Records from a collection
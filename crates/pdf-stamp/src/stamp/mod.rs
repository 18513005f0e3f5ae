//! PDF stamping - batch orchestration
//!
//! This module drives the whole run:
//! 1. Prepare the stamp bitmap and signing credentials once
//! 2. Discover input documents
//! 3. Apply seam stamps, then page stamps, to each document
//! 4. Encrypt or sign, then write the result

mod document;
mod inputs;
mod io;

pub use inputs::{InputFile, collect_inputs};
pub use io::{encrypt_document, open_document, serialize_document};

use crate::bitmap::{BitmapSettings, StampBitmap};
use crate::cancel::CancelFlag;
use crate::jitter::{StampRng, stamp_rng};
use crate::options::StampingOptions;
use crate::render::PageStamper;
use crate::replace::replace_file;
use crate::signing::{SigningContext, sign_document};
use crate::types::*;
use document::{StampContext, apply_page_stamps, apply_seam_stamp};
use rand::RngCore;
use std::path::Path;

/// Counters for one stamped document
#[derive(Debug, Clone, Copy, Default, PartialEq, Eq)]
pub struct FileReport {
    pub seam_pages: usize,
    pub page_stamps: usize,
    pub signed: bool,
}

/// Batch stamping engine.
///
/// Owns the prepared bitmap, the signing credentials and the jitter source
/// for the lifetime of one run.
pub struct Stamper {
    options: StampingOptions,
    bitmap: StampBitmap,
    signing: Option<SigningContext>,
    rng: StampRng,
    cancel: CancelFlag,
}

impl std::fmt::Debug for Stamper {
    fn fmt(&self, f: &mut std::fmt::Formatter<'_>) -> std::fmt::Result {
        f.debug_struct("Stamper")
            .field("options", &self.options)
            .field("signing", &self.signing)
            .finish_non_exhaustive()
    }
}

impl Stamper {
    /// Validate `options` and load the stamp image and certificate
    pub fn new(options: StampingOptions) -> Result<Self> {
        options.validate()?;

        let image_path = options
            .stamp_image
            .as_deref()
            .ok_or_else(|| StampError::Config("Stamp image path is required".to_string()))?;
        let bitmap = StampBitmap::load(image_path, &BitmapSettings::from(&options))?;

        let signing = match (options.signature.is_enabled(), &options.signature.certificate_path) {
            (true, Some(path)) => Some(SigningContext::load(
                path,
                options.signature.certificate_password.as_deref(),
            )?),
            _ => None,
        };

        let rng = stamp_rng(options.page.jitter_seed);

        Ok(Self {
            options,
            bitmap,
            signing,
            rng,
            cancel: CancelFlag::new(),
        })
    }

    /// Replace the jitter source
    pub fn with_rng(mut self, rng: impl RngCore + Send + 'static) -> Self {
        self.rng = Box::new(rng);
        self
    }

    /// Share an externally controlled cancellation flag
    pub fn with_cancel(mut self, cancel: CancelFlag) -> Self {
        self.cancel = cancel;
        self
    }

    pub fn cancel_flag(&self) -> CancelFlag {
        self.cancel.clone()
    }

    pub fn options(&self) -> &StampingOptions {
        &self.options
    }

    pub fn bitmap(&self) -> &StampBitmap {
        &self.bitmap
    }

    /// Stamp every input. The first failing document stops the batch.
    pub fn run(&mut self) -> Result<BatchSummary> {
        let inputs = collect_inputs(&self.options.input_paths, self.options.recursive)?;
        let mut summary = BatchSummary::default();

        if inputs.is_empty() {
            log::info!("No PDF files matched the input paths");
            return Ok(summary);
        }
        if self.options.is_in_place() {
            log::info!("No output directory set, replacing {} input(s) in place", inputs.len());
        }

        for input in &inputs {
            self.cancel.check()?;

            let target = match &self.options.output_dir {
                Some(dir) => input.output_path(dir, &self.options.output_suffix),
                None => input.path.clone(),
            };

            if !self.options.is_in_place() && target.exists() && !self.options.overwrite {
                log::warn!(
                    "Skipping {}: {} already exists",
                    input.path.display(),
                    target.display()
                );
                summary
                    .skipped
                    .push((input.path.clone(), "output already exists".to_string()));
                continue;
            }

            let report = self.stamp_file(&input.path, &target)?;
            log::info!(
                "Stamped {} -> {} ({} seam pages, {} page stamps{})",
                input.path.display(),
                target.display(),
                report.seam_pages,
                report.page_stamps,
                if report.signed { ", signed" } else { "" }
            );

            summary.outputs.push(target);
            summary.seam_pages_stamped += report.seam_pages;
            summary.page_stamps_applied += report.page_stamps;
            if report.signed {
                summary.documents_signed += 1;
            }
        }

        log::info!(
            "Batch complete: {} written, {} skipped",
            summary.processed(),
            summary.skipped.len()
        );
        Ok(summary)
    }

    /// Stamp one document from `input` and write it to `target`.
    ///
    /// Nothing is written unless every step succeeds.
    pub fn stamp_file(&mut self, input: &Path, target: &Path) -> Result<FileReport> {
        self.cancel.check()?;

        let bytes = std::fs::read(input)?;
        let mut doc = open_document(&bytes, input, self.options.input_password.as_deref())?;
        drop(bytes);

        let mut pages = PageStamper::new(&doc);
        let ctx = StampContext {
            bitmap: &self.bitmap,
            stamp_width_mm: self.options.stamp_width_mm,
            cancel: &self.cancel,
        };
        let mut report = FileReport::default();

        if self.options.seam.is_enabled() {
            report.seam_pages = apply_seam_stamp(&mut doc, &mut pages, &ctx, &self.options.seam)?;
        }

        if self.options.page.is_enabled() {
            report.page_stamps = apply_page_stamps(
                &mut doc,
                &mut pages,
                &ctx,
                &self.options.page,
                self.rng.as_mut(),
            )?;
        }

        self.cancel.check()?;

        let output = match &self.signing {
            Some(context) => {
                let first_page = pages.page_id(1).map_err(|_| {
                    StampError::Signing("Document has no page to hold the signature".to_string())
                })?;
                report.signed = true;
                sign_document(
                    &mut doc,
                    first_page,
                    context,
                    self.options.signature.reason.as_deref(),
                    self.options.signature.location.as_deref(),
                )?
            }
            None => {
                if let Some(password) = self.options.output_password.as_deref().filter(|p| !p.is_empty()) {
                    encrypt_document(&mut doc, password)?;
                }
                serialize_document(&mut doc)?
            }
        };

        write_output(target, &output, self.options.is_in_place())?;
        Ok(report)
    }
}

fn write_output(target: &Path, bytes: &[u8], in_place: bool) -> Result<()> {
    if in_place {
        return replace_file(target, bytes);
    }
    if let Some(parent) = target.parent() {
        std::fs::create_dir_all(parent)?;
    }
    std::fs::write(target, bytes)?;
    Ok(())
}

/// Run a whole batch on a blocking task
pub async fn stamp_batch(options: StampingOptions, cancel: CancelFlag) -> Result<BatchSummary> {
    tokio::task::spawn_blocking(move || Stamper::new(options)?.with_cancel(cancel).run()).await?
}
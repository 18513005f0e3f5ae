//! Random perturbation of page stamps
//!
//! Small offsets and tilts make repeated stamps look hand-applied. Each draw
//! is independent, so the engine can reuse one generator across a batch.

use crate::constants::{JITTER_MAX_ROTATION_DEG, JITTER_MAX_STEPS, JITTER_STEP};
use crate::options::PagePosition;
use rand::rngs::StdRng;
use rand::{Rng, RngCore, SeedableRng};

/// Boxed generator shared across a batch
pub type StampRng = Box<dyn RngCore + Send>;

/// Generator from an optional seed; unseeded runs draw from OS entropy
pub fn stamp_rng(seed: Option<u64>) -> StampRng {
    match seed {
        Some(seed) => Box::new(StdRng::seed_from_u64(seed)),
        None => Box::new(StdRng::from_entropy()),
    }
}

/// A jittered page stamp position plus its tilt
#[derive(Debug, Clone, Copy, PartialEq)]
pub struct Jittered {
    pub position: PagePosition,
    /// Counter-clockwise tilt in whole degrees
    pub rotation_degrees: f32,
}

/// Perturb `base` by up to two steps per axis and tilt up to two degrees.
///
/// A perturbed ratio is kept only if it stays strictly inside (0, 1);
/// otherwise that axis keeps its base value.
pub fn jitter<R: Rng + ?Sized>(base: PagePosition, rng: &mut R) -> Jittered {
    let steps = JITTER_MAX_STEPS;
    let dx = f32::from(rng.gen_range(-steps..=steps)) * JITTER_STEP;
    let dy = f32::from(rng.gen_range(-steps..=steps)) * JITTER_STEP;
    let tilt = f32::from(rng.gen_range(-JITTER_MAX_ROTATION_DEG..=JITTER_MAX_ROTATION_DEG));

    Jittered {
        position: PagePosition::new(nudge(base.x, dx), nudge(base.y, dy)),
        rotation_degrees: tilt,
    }
}

fn nudge(value: f32, delta: f32) -> f32 {
    let moved = value + delta;
    if moved > 0.0 && moved < 1.0 { moved } else { value }
}
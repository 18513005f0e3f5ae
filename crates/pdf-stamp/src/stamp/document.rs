//! Applying seam and page stamps to one open document

use crate::bitmap::StampBitmap;
use crate::cancel::CancelFlag;
use crate::constants::DEFAULT_UNITS_PER_INCH;
use crate::jitter::jitter;
use crate::layout::*;
use crate::options::{PageStampOptions, SeamStampOptions};
use crate::render::{PageStamper, create_image_xobject};
use crate::types::*;
use lopdf::Document;
use rand::RngCore;

/// Everything needed to draw on one document
pub(crate) struct StampContext<'a> {
    pub bitmap: &'a StampBitmap,
    pub stamp_width_mm: f32,
    pub cancel: &'a CancelFlag,
}

impl StampContext<'_> {
    fn scale_percent(&self) -> f32 {
        scale_percent(
            self.stamp_width_mm,
            self.bitmap.original_width(),
            DEFAULT_UNITS_PER_INCH,
        )
    }
}

// =============================================================================
// Seam Stamps
// =============================================================================

/// Slice the bitmap across the seam pages; returns the pages stamped
pub(crate) fn apply_seam_stamp(
    doc: &mut Document,
    pages: &mut PageStamper,
    ctx: &StampContext<'_>,
    seam: &SeamStampOptions,
) -> Result<usize> {
    let page_count = pages.page_count();
    if seam.scope == SeamScope::Custom {
        warn_out_of_range(&seam.custom_pages, page_count, "seam");
    }
    let seam_pages = resolve_seam_pages(seam.scope, &seam.custom_pages, page_count);

    if seam_pages.len() < MIN_SEAM_PAGES {
        log::warn!(
            "Seam stamp needs at least {} pages, found {}; skipping",
            MIN_SEAM_PAGES,
            seam_pages.len()
        );
        return Ok(0);
    }

    let plan = plan_slices(ctx.bitmap.width(), seam_pages.len());
    let scale = ctx.scale_percent();
    let quarter_turn = seam.side.is_horizontal();
    log::debug!(
        "Seam plan over {} pages on the {} edge: {:?}",
        seam_pages.len(),
        seam.side.as_str(),
        plan
    );

    let mut stamped = 0;
    for batch in slice_batches(&plan, seam.max_batch_size) {
        ctx.cancel.check()?;
        log::debug!("Seam batch of {} slices", batch.len());

        let slices: Vec<_> = batch
            .iter()
            .map(|&(index, span)| (seam_pages[index], ctx.bitmap.slice(span, quarter_turn)))
            .collect();

        for (page, slice) in slices {
            ctx.cancel.check()?;
            if !page_in_range(page, page_count) {
                continue;
            }

            let metrics = page_metrics(&pages.page_box(doc, page)?);
            let (width, height) = scaled_size(slice.width(), slice.height(), scale);
            let (x, y) = seam_stamp_origin(
                seam.side,
                seam.offset_ratio(),
                metrics.width,
                metrics.height,
                width,
                height,
            );

            let placement = StampPlacement {
                page,
                rect: Rect::new(x, y, width, height),
                rotation_degrees: 0.0,
            };
            log::debug!("Seam slice placement {:?}", placement);
            pages.draw_image(doc, &slice, &placement)?;
            stamped += 1;
        }
    }

    Ok(stamped)
}

// =============================================================================
// Page Stamps
// =============================================================================

/// Draw the whole bitmap on each selected page; returns the stamps drawn
pub(crate) fn apply_page_stamps(
    doc: &mut Document,
    pages: &mut PageStamper,
    ctx: &StampContext<'_>,
    options: &PageStampOptions,
    rng: &mut dyn RngCore,
) -> Result<usize> {
    let page_count = pages.page_count();
    if options.scope == PageScope::Custom {
        warn_out_of_range(&options.custom_pages, page_count, "page stamp");
    }
    let targets = resolve_page_stamp_pages(options.scope, &options.custom_pages, page_count);

    let (width, height) = scaled_size(
        ctx.bitmap.width(),
        ctx.bitmap.height(),
        ctx.scale_percent(),
    );

    if targets.is_empty() {
        return Ok(0);
    }
    let xobject_id = create_image_xobject(doc, ctx.bitmap.image())?;

    let mut applied = 0;
    for page in targets {
        ctx.cancel.check()?;
        if !page_in_range(page, page_count) {
            continue;
        }

        let base = options.position_for(page);
        let (position, rotation_degrees) = if options.randomize {
            let jittered = jitter(base, rng);
            (jittered.position, jittered.rotation_degrees)
        } else {
            (base, 0.0)
        };

        let metrics = page_metrics(&pages.page_box(doc, page)?);
        let (x, y) = page_stamp_origin(
            position.x,
            position.y,
            metrics.width,
            metrics.height,
            width,
            height,
        );

        let placement = StampPlacement {
            page,
            rect: Rect::new(x, y, width, height),
            rotation_degrees,
        };
        log::debug!("Page stamp placement {:?}", placement);
        pages.draw_xobject(doc, xobject_id, &placement)?;
        applied += 1;
    }

    Ok(applied)
}

fn warn_out_of_range(custom_pages: &[u32], page_count: u32, what: &str) {
    let outside: Vec<u32> = custom_pages
        .iter()
        .copied()
        .filter(|&p| !page_in_range(p, page_count))
        .collect();
    if !outside.is_empty() {
        log::warn!(
            "Ignoring {} pages {:?} outside 1..={}",
            what,
            outside,
            page_count
        );
    }
}
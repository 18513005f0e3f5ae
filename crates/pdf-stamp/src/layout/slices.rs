//! Seam slice planning
//!
//! A seam stamp is cut into one vertical strip per participating page so the
//! strips line up into the whole image when the pages are fanned out.

use super::SliceSpan;

/// Minimum pages needed for a seam
pub const MIN_SEAM_PAGES: usize = 2;

/// Split `total_width` pixel columns into `page_count` contiguous spans.
///
/// The first span is a third of the image; the rest share the remainder
/// evenly and the last one absorbs the rounding. Returns an empty plan when
/// fewer than [`MIN_SEAM_PAGES`] pages take part.
///
/// Spans never start past the last column and are at least one pixel wide,
/// so every page gets something visible even when the image is narrower
/// than the page run.
pub fn plan_slices(total_width: u32, page_count: usize) -> Vec<SliceSpan> {
    if page_count < MIN_SEAM_PAGES || total_width == 0 {
        return Vec::new();
    }

    let total = i64::from(total_width);
    let first = total / 3;
    let rest = (total - first) / (page_count as i64 - 1);

    let mut spans = Vec::with_capacity(page_count);
    let mut cursor = 0i64;

    for index in 0..page_count {
        let planned = if index == 0 {
            first
        } else if index == page_count - 1 {
            total - cursor
        } else {
            rest
        };

        let start = cursor.min(total - 1);
        let width = planned.max(1).min(total - start);

        spans.push(SliceSpan::new(start as u32, width as u32));
        cursor += planned.max(1);
    }

    spans
}

/// Split a plan into batches of at most `batch_size` spans, keeping the
/// page index of each span.
pub fn slice_batches(plan: &[SliceSpan], batch_size: usize) -> Vec<Vec<(usize, SliceSpan)>> {
    let size = batch_size.max(1);
    let indexed: Vec<(usize, SliceSpan)> = plan.iter().copied().enumerate().collect();
    indexed.chunks(size).map(|chunk| chunk.to_vec()).collect()
}
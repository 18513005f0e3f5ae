use crate::constants::*;
use crate::types::*;
use std::collections::BTreeMap;
use std::path::PathBuf;

#[cfg(feature = "serde")]
use serde::{Deserialize, Serialize};

/// Complete configuration for one batch run
#[derive(Debug, Clone, PartialEq)]
#[cfg_attr(feature = "serde", derive(Serialize, Deserialize), serde(default))]
pub struct StampingOptions {
    // Input
    pub input_paths: Vec<PathBuf>,
    pub recursive: bool,

    // Output
    /// Directory for stamped copies; `None` replaces each input in place
    pub output_dir: Option<PathBuf>,
    pub overwrite: bool,
    pub output_suffix: String,

    // Stamp image
    pub stamp_image: Option<PathBuf>,
    pub transparent: bool,
    pub opacity_percent: u8,
    pub rotation_degrees: f32,
    pub keep_bounds: bool,
    pub stamp_width_mm: f32,

    // Passwords
    pub input_password: Option<String>,
    pub output_password: Option<String>,

    pub seam: SeamStampOptions,
    pub page: PageStampOptions,
    pub signature: SignatureOptions,
}

impl Default for StampingOptions {
    fn default() -> Self {
        Self {
            input_paths: Vec::new(),
            recursive: false,
            output_dir: None,
            overwrite: false,
            output_suffix: DEFAULT_OUTPUT_SUFFIX.to_string(),
            stamp_image: None,
            transparent: false,
            opacity_percent: 100,
            rotation_degrees: 0.0,
            keep_bounds: false,
            stamp_width_mm: DEFAULT_STAMP_WIDTH_MM,
            input_password: None,
            output_password: None,
            seam: SeamStampOptions::default(),
            page: PageStampOptions::default(),
            signature: SignatureOptions::default(),
        }
    }
}

/// Seam stamp configuration
#[derive(Debug, Clone, PartialEq)]
#[cfg_attr(feature = "serde", derive(Serialize, Deserialize), serde(default))]
pub struct SeamStampOptions {
    pub scope: SeamScope,
    /// 1-based page numbers, used with [`SeamScope::Custom`]
    pub custom_pages: Vec<u32>,
    pub side: SeamSide,
    /// Position along the edge, 0 = start, 100 = end
    pub offset_percent: f32,
    /// Upper bound on slices held in memory at once
    pub max_batch_size: usize,
}

impl Default for SeamStampOptions {
    fn default() -> Self {
        Self {
            scope: SeamScope::None,
            custom_pages: Vec::new(),
            side: SeamSide::Right,
            offset_percent: DEFAULT_SEAM_OFFSET_PERCENT,
            max_batch_size: DEFAULT_SEAM_BATCH_SIZE,
        }
    }
}

impl SeamStampOptions {
    pub fn is_enabled(&self) -> bool {
        self.scope != SeamScope::None
    }

    /// Edge offset as a ratio in [0, 1]
    pub fn offset_ratio(&self) -> f32 {
        (self.offset_percent / 100.0).clamp(0.0, 1.0)
    }
}

/// Position of a page stamp as ratios of the free page area
#[derive(Debug, Clone, Copy, PartialEq)]
#[cfg_attr(feature = "serde", derive(Serialize, Deserialize))]
pub struct PagePosition {
    pub x: f32,
    pub y: f32,
}

impl PagePosition {
    pub fn new(x: f32, y: f32) -> Self {
        Self { x, y }
    }

    /// Both ratios lie in [0, 1]
    pub fn is_valid(&self) -> bool {
        (0.0..=1.0).contains(&self.x) && (0.0..=1.0).contains(&self.y)
    }
}

impl Default for PagePosition {
    fn default() -> Self {
        Self::new(0.5, 0.5)
    }
}

/// Page stamp configuration
#[derive(Debug, Clone, PartialEq, Default)]
#[cfg_attr(feature = "serde", derive(Serialize, Deserialize), serde(default))]
pub struct PageStampOptions {
    pub scope: PageScope,
    /// 1-based page numbers, used with [`PageScope::Custom`]
    pub custom_pages: Vec<u32>,
    pub position: PagePosition,
    /// Per-page positions that replace `position`
    pub overrides: BTreeMap<u32, PagePosition>,
    /// Nudge each stamp slightly so a batch looks hand-applied
    pub randomize: bool,
    /// Fixed seed for the jitter source
    pub jitter_seed: Option<u64>,
}

impl PageStampOptions {
    pub fn is_enabled(&self) -> bool {
        self.scope != PageScope::None
    }

    /// Position for a page, honoring overrides
    pub fn position_for(&self, page: u32) -> PagePosition {
        self.overrides.get(&page).copied().unwrap_or(self.position)
    }
}

/// Signature configuration
#[derive(Debug, Clone, PartialEq, Default)]
#[cfg_attr(feature = "serde", derive(Serialize, Deserialize), serde(default))]
pub struct SignatureOptions {
    pub mode: SignatureMode,
    /// PEM container holding the certificate chain and private key
    pub certificate_path: Option<PathBuf>,
    pub certificate_password: Option<String>,
    /// Subject for self-signed issuance, which is not supported
    pub subject: Option<String>,
    pub reason: Option<String>,
    pub location: Option<String>,
}

impl SignatureOptions {
    pub fn is_enabled(&self) -> bool {
        self.mode != SignatureMode::None
    }
}

impl StampingOptions {
    /// Load options from JSON file
    #[cfg(feature = "serde")]
    pub async fn load(path: impl AsRef<std::path::Path>) -> Result<Self> {
        let bytes = tokio::fs::read(path).await?;
        let options = serde_json::from_slice(&bytes)
            .map_err(|e| StampError::Config(format!("Failed to parse config: {}", e)))?;
        Ok(options)
    }

    /// Save options to JSON file
    #[cfg(feature = "serde")]
    pub async fn save(&self, path: impl AsRef<std::path::Path>) -> Result<()> {
        let json = serde_json::to_string_pretty(self)
            .map_err(|e| StampError::Config(format!("Failed to serialize config: {}", e)))?;
        tokio::fs::write(path, json).await?;
        Ok(())
    }

    /// Without an output directory every input is replaced in place
    pub fn is_in_place(&self) -> bool {
        self.output_dir.is_none()
    }

    pub fn is_encrypting(&self) -> bool {
        self.output_password.as_deref().is_some_and(|p| !p.is_empty())
    }

    /// Validate the options
    ///
    /// Only checks option combinations; files are not touched here.
    pub fn validate(&self) -> Result<()> {
        if self.input_paths.is_empty() {
            return Err(StampError::NoInputs);
        }

        if self
            .output_dir
            .as_ref()
            .is_some_and(|dir| dir.as_os_str().is_empty())
        {
            return Err(StampError::Config(
                "Output directory must not be empty; omit it to stamp in place".to_string(),
            ));
        }

        if self.stamp_image.is_none() {
            return Err(StampError::Config("Stamp image path is required".to_string()));
        }

        if self.opacity_percent > 100 {
            return Err(StampError::Config(format!(
                "Opacity must be between 0 and 100, got {}",
                self.opacity_percent
            )));
        }

        if !self.stamp_width_mm.is_finite() || self.stamp_width_mm <= 0.0 {
            return Err(StampError::Config(format!(
                "Stamp width must be positive, got {}mm",
                self.stamp_width_mm
            )));
        }

        if !self.rotation_degrees.is_finite() {
            return Err(StampError::Config("Rotation must be a finite angle".to_string()));
        }

        self.validate_seam()?;
        self.validate_page()?;
        self.validate_signature()?;

        Ok(())
    }

    fn validate_seam(&self) -> Result<()> {
        let seam = &self.seam;
        if seam.scope == SeamScope::Custom && seam.custom_pages.is_empty() {
            return Err(StampError::Config(
                "Custom seam scope requires at least one page".to_string(),
            ));
        }
        if !(0.0..=100.0).contains(&seam.offset_percent) {
            return Err(StampError::Config(format!(
                "Seam offset must be between 0 and 100, got {}",
                seam.offset_percent
            )));
        }
        if seam.max_batch_size == 0 {
            return Err(StampError::Config(
                "Seam batch size must be at least 1".to_string(),
            ));
        }
        Ok(())
    }

    fn validate_page(&self) -> Result<()> {
        let page = &self.page;
        if page.scope == PageScope::Custom && page.custom_pages.is_empty() {
            return Err(StampError::Config(
                "Custom page stamp scope requires at least one page".to_string(),
            ));
        }
        if !page.position.is_valid() {
            return Err(StampError::Config(format!(
                "Page stamp position must be between 0 and 1, got ({}, {})",
                page.position.x, page.position.y
            )));
        }
        if let Some((number, position)) = page.overrides.iter().find(|(_, p)| !p.is_valid()) {
            return Err(StampError::Config(format!(
                "Position for page {} must be between 0 and 1, got ({}, {})",
                number, position.x, position.y
            )));
        }
        Ok(())
    }

    fn validate_signature(&self) -> Result<()> {
        let signature = &self.signature;
        match signature.mode {
            SignatureMode::None => return Ok(()),
            SignatureMode::SelfSigned => {
                return Err(StampError::Unsupported(
                    "Self-signed certificate issuance is not supported; supply a certificate"
                        .to_string(),
                ));
            }
            SignatureMode::CustomCertificate => {
                if signature.certificate_path.is_none() {
                    return Err(StampError::Config(
                        "Certificate signing requires a certificate path".to_string(),
                    ));
                }
            }
        }

        if self.is_encrypting() {
            return Err(StampError::Config(
                "Signing and output encryption are mutually exclusive".to_string(),
            ));
        }

        Ok(())
    }
}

• What you should do: The expected answer is an exact copy of the lines above, beginning at the line with "else if index" and ending at the line with "pub fn slice_batches(plan: &[SliceSpan], batch_size: usize)", with both ends in.

• Answer area:
        } else if index == page_count - 1 {
            total - cursor
        } else {
            rest
        };

        let start = cursor.min(total - 1);
        let width = planned.max(1).min(total - start);

        spans.push(SliceSpan::new(start as u32, width as u32));
        cursor += planned.max(1);
    }

    spans
}

/// Split a plan into batches of at most `batch_size` spans, keeping the
/// page index of each span.
pub fn slice_batches(plan: &[SliceSpan], batch_size: usize) -> Vec<Vec<(usize, SliceSpan)>> {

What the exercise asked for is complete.